Troubled youths are dying one after another, some by drug overdoses, some in car accidents. But there is something that links their deaths: a mysterious four-armed idol that holds a baby in two arms while concealing a knife and a sword behind its back.
Social worker Su Fang-Chi has spent years counseling the troubled youth of her city. Despite their criminal records and obvious psychological wounds, she has always clung to the hope that she can set these young people on the path to a better future. At a work meeting she learns about the unusually high number of teen deaths in recent months, some by drug overdoses, others in car accidents. Although there have been suspicious circumstances in nearly every case, the families of the victims have declined to press for further investigations.

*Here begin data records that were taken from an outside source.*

//! Profile tables used to tailor resumes and cover letters.

use std::collections::BTreeMap;

use jobtrail_core::{
    Certification, Education, Honor, JobHistory, ProfileKey, Skill, SkillCategory, Stored,
};
use sqlx::sqlite::SqliteRow;
use sqlx::Row;
use tracing::warn;

use crate::{JobStore, StoreError};

// Entries without an explicit sort order go last, then by insertion.
const ORDER: &str = "ORDER BY sort_order IS NULL, sort_order, id";

fn parse_column<T: std::str::FromStr>(
    column: &'static str,
    value: String,
) -> Result<T, StoreError> {
    value
        .parse()
        .map_err(|_| StoreError::corrupt(column, value.clone()))
}

fn skill_from_row(row: &SqliteRow) -> Result<Stored<Skill>, StoreError> {
    let proficiency: Option<String> = row.try_get("proficiency")?;
    Ok(Stored {
        id: row.try_get("id")?,
        value: Skill {
            name: row.try_get("name")?,
            category: parse_column("category", row.try_get("category")?)?,
            proficiency: proficiency
                .map(|p| parse_column("proficiency", p))
                .transpose()?,
            sort_order: row.try_get("sort_order")?,
        },
    })
}

impl JobStore {
    pub async fn set_meta(&self, key: ProfileKey, value: &str) -> Result<(), StoreError> {
        sqlx::query(
            "INSERT INTO profile_meta (key, value) VALUES (?, ?) \
             ON CONFLICT(key) DO UPDATE SET value = excluded.value",
        )
        .bind(key.as_str())
        .bind(value)
        .execute(&self.pool)
        .await?;
        Ok(())
    }

    pub async fn get_meta(&self, key: ProfileKey) -> Result<Option<String>, StoreError> {
        Ok(
            sqlx::query_scalar("SELECT value FROM profile_meta WHERE key = ?")
                .bind(key.as_str())
                .fetch_optional(&self.pool)
                .await?,
        )
    }

    /// All recognised profile fields. Rows with unknown keys are skipped.
    pub async fn all_meta(&self) -> Result<BTreeMap<ProfileKey, String>, StoreError> {
        let rows = sqlx::query("SELECT key, value FROM profile_meta")
            .fetch_all(&self.pool)
            .await?;
        let mut meta = BTreeMap::new();
        for row in rows {
            let key: String = row.try_get("key")?;
            match key.parse::<ProfileKey>() {
                Ok(parsed) => {
                    meta.insert(parsed, row.try_get("value")?);
                }
                Err(_) => warn!(key = %key, "ignoring unknown profile key"),
            }
        }
        Ok(meta)
    }

    pub async fn add_job_history(&self, entry: &JobHistory) -> Result<i64, StoreError> {
        Ok(sqlx::query_scalar(
            "INSERT INTO job_history \
                 (company, title, start_date, end_date, location, description, sort_order) \
             VALUES (?, ?, ?, ?, ?, ?, ?) RETURNING id",
        )
        .bind(&entry.company)
        .bind(&entry.title)
        .bind(&entry.start_date)
        .bind(&entry.end_date)
        .bind(&entry.location)
        .bind(&entry.description)
        .bind(entry.sort_order)
        .fetch_one(&self.pool)
        .await?)
    }

    pub async fn job_history(&self) -> Result<Vec<Stored<JobHistory>>, StoreError> {
        let rows = sqlx::query(&format!("SELECT * FROM job_history {ORDER}"))
            .fetch_all(&self.pool)
            .await?;
        rows.iter()
            .map(|row| {
                Ok(Stored {
                    id: row.try_get("id")?,
                    value: JobHistory {
                        company: row.try_get("company")?,
                        title: row.try_get("title")?,
                        start_date: row.try_get("start_date")?,
                        end_date: row.try_get("end_date")?,
                        location: row.try_get("location")?,
                        description: row.try_get("description")?,
                        sort_order: row.try_get("sort_order")?,
                    },
                })
            })
            .collect::<Result<_, sqlx::Error>>()
            .map_err(StoreError::from)
    }

    pub async fn add_education(&self, entry: &Education) -> Result<i64, StoreError> {
        Ok(sqlx::query_scalar(
            "INSERT INTO education \
                 (institution, degree, field, start_date, end_date, description, sort_order) \
             VALUES (?, ?, ?, ?, ?, ?, ?) RETURNING id",
        )
        .bind(&entry.institution)
        .bind(&entry.degree)
        .bind(&entry.field)
        .bind(&entry.start_date)
        .bind(&entry.end_date)
        .bind(&entry.description)
        .bind(entry.sort_order)
        .fetch_one(&self.pool)
        .await?)
    }

    pub async fn education(&self) -> Result<Vec<Stored<Education>>, StoreError> {
        let rows = sqlx::query(&format!("SELECT * FROM education {ORDER}"))
            .fetch_all(&self.pool)
            .await?;
        rows.iter()
            .map(|row| {
                Ok(Stored {
                    id: row.try_get("id")?,
                    value: Education {
                        institution: row.try_get("institution")?,
                        degree: row.try_get("degree")?,
                        field: row.try_get("field")?,
                        start_date: row.try_get("start_date")?,
                        end_date: row.try_get("end_date")?,
                        description: row.try_get("description")?,
                        sort_order: row.try_get("sort_order")?,
                    },
                })
            })
            .collect::<Result<_, sqlx::Error>>()
            .map_err(StoreError::from)
    }

    pub async fn add_certification(&self, entry: &Certification) -> Result<i64, StoreError> {
        Ok(sqlx::query_scalar(
            "INSERT INTO certifications (name, issuer, date_earned, sort_order) \
             VALUES (?, ?, ?, ?) RETURNING id",
        )
        .bind(&entry.name)
        .bind(&entry.issuer)
        .bind(&entry.date_earned)
        .bind(entry.sort_order)
        .fetch_one(&self.pool)
        .await?)
    }

    pub async fn certifications(&self) -> Result<Vec<Stored<Certification>>, StoreError> {
        let rows = sqlx::query(&format!("SELECT * FROM certifications {ORDER}"))
            .fetch_all(&self.pool)
            .await?;
        rows.iter()
            .map(|row| {
                Ok(Stored {
                    id: row.try_get("id")?,
                    value: Certification {
                        name: row.try_get("name")?,
                        issuer: row.try_get("issuer")?,
                        date_earned: row.try_get("date_earned")?,
                        sort_order: row.try_get("sort_order")?,
                    },
                })
            })
            .collect::<Result<_, sqlx::Error>>()
            .map_err(StoreError::from)
    }

    pub async fn add_honor(&self, entry: &Honor) -> Result<i64, StoreError> {
        Ok(sqlx::query_scalar(
            "INSERT INTO honors (name, issuer, description, sort_order) \
             VALUES (?, ?, ?, ?) RETURNING id",
        )
        .bind(&entry.name)
        .bind(&entry.issuer)
        .bind(&entry.description)
        .bind(entry.sort_order)
        .fetch_one(&self.pool)
        .await?)
    }

    pub async fn honors(&self) -> Result<Vec<Stored<Honor>>, StoreError> {
        let rows = sqlx::query(&format!("SELECT * FROM honors {ORDER}"))
            .fetch_all(&self.pool)
            .await?;
        rows.iter()
            .map(|row| {
                Ok(Stored {
                    id: row.try_get("id")?,
                    value: Honor {
                        name: row.try_get("name")?,
                        issuer: row.try_get("issuer")?,
                        description: row.try_get("description")?,
                        sort_order: row.try_get("sort_order")?,
                    },
                })
            })
            .collect::<Result<_, sqlx::Error>>()
            .map_err(StoreError::from)
    }

    /// Inserts a skill or replaces the one with the same name.
    pub async fn upsert_skill(&self, skill: &Skill) -> Result<i64, StoreError> {
        Ok(sqlx::query_scalar(
            "INSERT INTO skills (name, category, proficiency, sort_order) VALUES (?, ?, ?, ?) \
             ON CONFLICT(name) DO UPDATE SET category = excluded.category, \
                 proficiency = excluded.proficiency, sort_order = excluded.sort_order \
             RETURNING id",
        )
        .bind(&skill.name)
        .bind(skill.category.as_str())
        .bind(skill.proficiency.map(|p| p.as_str()))
        .bind(skill.sort_order)
        .fetch_one(&self.pool)
        .await?)
    }

    pub async fn skills(
        &self,
        category: Option<SkillCategory>,
    ) -> Result<Vec<Stored<Skill>>, StoreError> {
        let rows = match category {
            Some(category) => {
                sqlx::query(&format!("SELECT * FROM skills WHERE category = ? {ORDER}"))
                    .bind(category.as_str())
                    .fetch_all(&self.pool)
                    .await?
            }
            None => {
                sqlx::query(&format!("SELECT * FROM skills {ORDER}"))
                    .fetch_all(&self.pool)
                    .await?
            }
        };
        rows.iter().map(skill_from_row).collect()
    }
}

#[cfg(test)]
mod tests {
    use jobtrail_core::Proficiency;

    use super::*;
    use crate::store::testing::temp_store;

    #[tokio::test]
    async fn meta_is_keyed_by_profile_key() {
        let (_dir, store) = temp_store().await;
        store.set_meta(ProfileKey::Name, "Ada").await.unwrap();
        store.set_meta(ProfileKey::Name, "Ada L.").await.unwrap();
        store.set_meta(ProfileKey::Email, "ada@example.com").await.unwrap();

        assert_eq!(
            store.get_meta(ProfileKey::Name).await.unwrap().as_deref(),
            Some("Ada L.")
        );
        assert_eq!(store.get_meta(ProfileKey::Github).await.unwrap(), None);
        assert_eq!(store.all_meta().await.unwrap().len(), 2);
    }

    #[tokio::test]
    async fn history_is_listed_by_sort_order() {
        let (_dir, store) = temp_store().await;
        for (company, order) in [("Later", Some(2)), ("Unsorted", None), ("First", Some(1))] {
            store
                .add_job_history(&JobHistory {
                    company: company.into(),
                    title: "Technical Writer".into(),
                    sort_order: order,
                    ..JobHistory::default()
                })
                .await
                .unwrap();
        }
        let companies: Vec<_> = store
            .job_history()
            .await
            .unwrap()
            .into_iter()
            .map(|e| e.value.company)
            .collect();
        assert_eq!(companies, ["First", "Later", "Unsorted"]);
    }

    #[tokio::test]
    async fn skills_upsert_by_name_and_filter_by_category() {
        let (_dir, store) = temp_store().await;
        let mut skill = Skill {
            name: "OpenAPI".into(),
            category: SkillCategory::ApiDevTools,
            proficiency: Some(Proficiency::Advanced),
            sort_order: None,
        };
        let id = store.upsert_skill(&skill).await.unwrap();
        skill.proficiency = Some(Proficiency::Expert);
        assert_eq!(store.upsert_skill(&skill).await.unwrap(), id);
        store
            .upsert_skill(&Skill {
                name: "Python".into(),
                category: SkillCategory::Languages,
                proficiency: None,
                sort_order: None,
            })
            .await
            .unwrap();

        let api = store.skills(Some(SkillCategory::ApiDevTools)).await.unwrap();
        assert_eq!(api.len(), 1);
        assert_eq!(api[0].value.proficiency, Some(Proficiency::Expert));
        assert_eq!(store.skills(None).await.unwrap().len(), 2);
    }

    #[tokio::test]
    async fn certifications_honors_and_education_are_stored() {
        let (_dir, store) = temp_store().await;
        store
            .add_certification(&Certification {
                name: "CPTC".into(),
                ..Certification::default()
            })
            .await
            .unwrap();
        store
            .add_honor(&Honor {
                name: "Dean's List".into(),
                ..Honor::default()
            })
            .await
            .unwrap();
        store
            .add_education(&Education {
                institution: "State University".into(),
                degree: Some("BA".into()),
                ..Education::default()
            })
            .await
            .unwrap();

        assert_eq!(store.certifications().await.unwrap()[0].value.name, "CPTC");
        assert_eq!(store.honors().await.unwrap()[0].value.name, "Dean's List");
        assert_eq!(
            store.education().await.unwrap()[0].value.degree.as_deref(),
            Some("BA")
        );
    }
}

Su Fang-Chi’s questions about the deaths soon attract the attention of police officer Chou Cheng, and the two begin working together. Chou Cheng reopens investigations into the deaths while Su Fang-Chi uses her status as a social worker to visit the homes of each of the victims. She discovers that each of them contains an idol depicting a motherly figure embracing a baby with two arms, while the other two arms are held behind the back, concealing a knife and a sword. It turns out the mothers of the victims are all devout followers of a new religion which they believed would help steer their wayward children back to the path of righteousness.
Thus, Su Fang-Chi decides to infiltrate this religious organization to learn if it is somehow connected to the teens’ deaths, and hopefully prevent any further deaths from occurring. Step by step, Su Fang-Chi works her way into the inner circle of the cult, discovering too late that she has already been ensnared in a trap laid by the cult leader.
Incorporating diverse social issues from juvenile delinquency to cults, Fractures is a spine-tingling horror novel that reveals how the most needy among us are often the most easily betrayed. In the depths of desperation, with no one to turn to, the most frightening thing isn’t a ghost or even a bloodthirsty deity, but our own wishful thinking.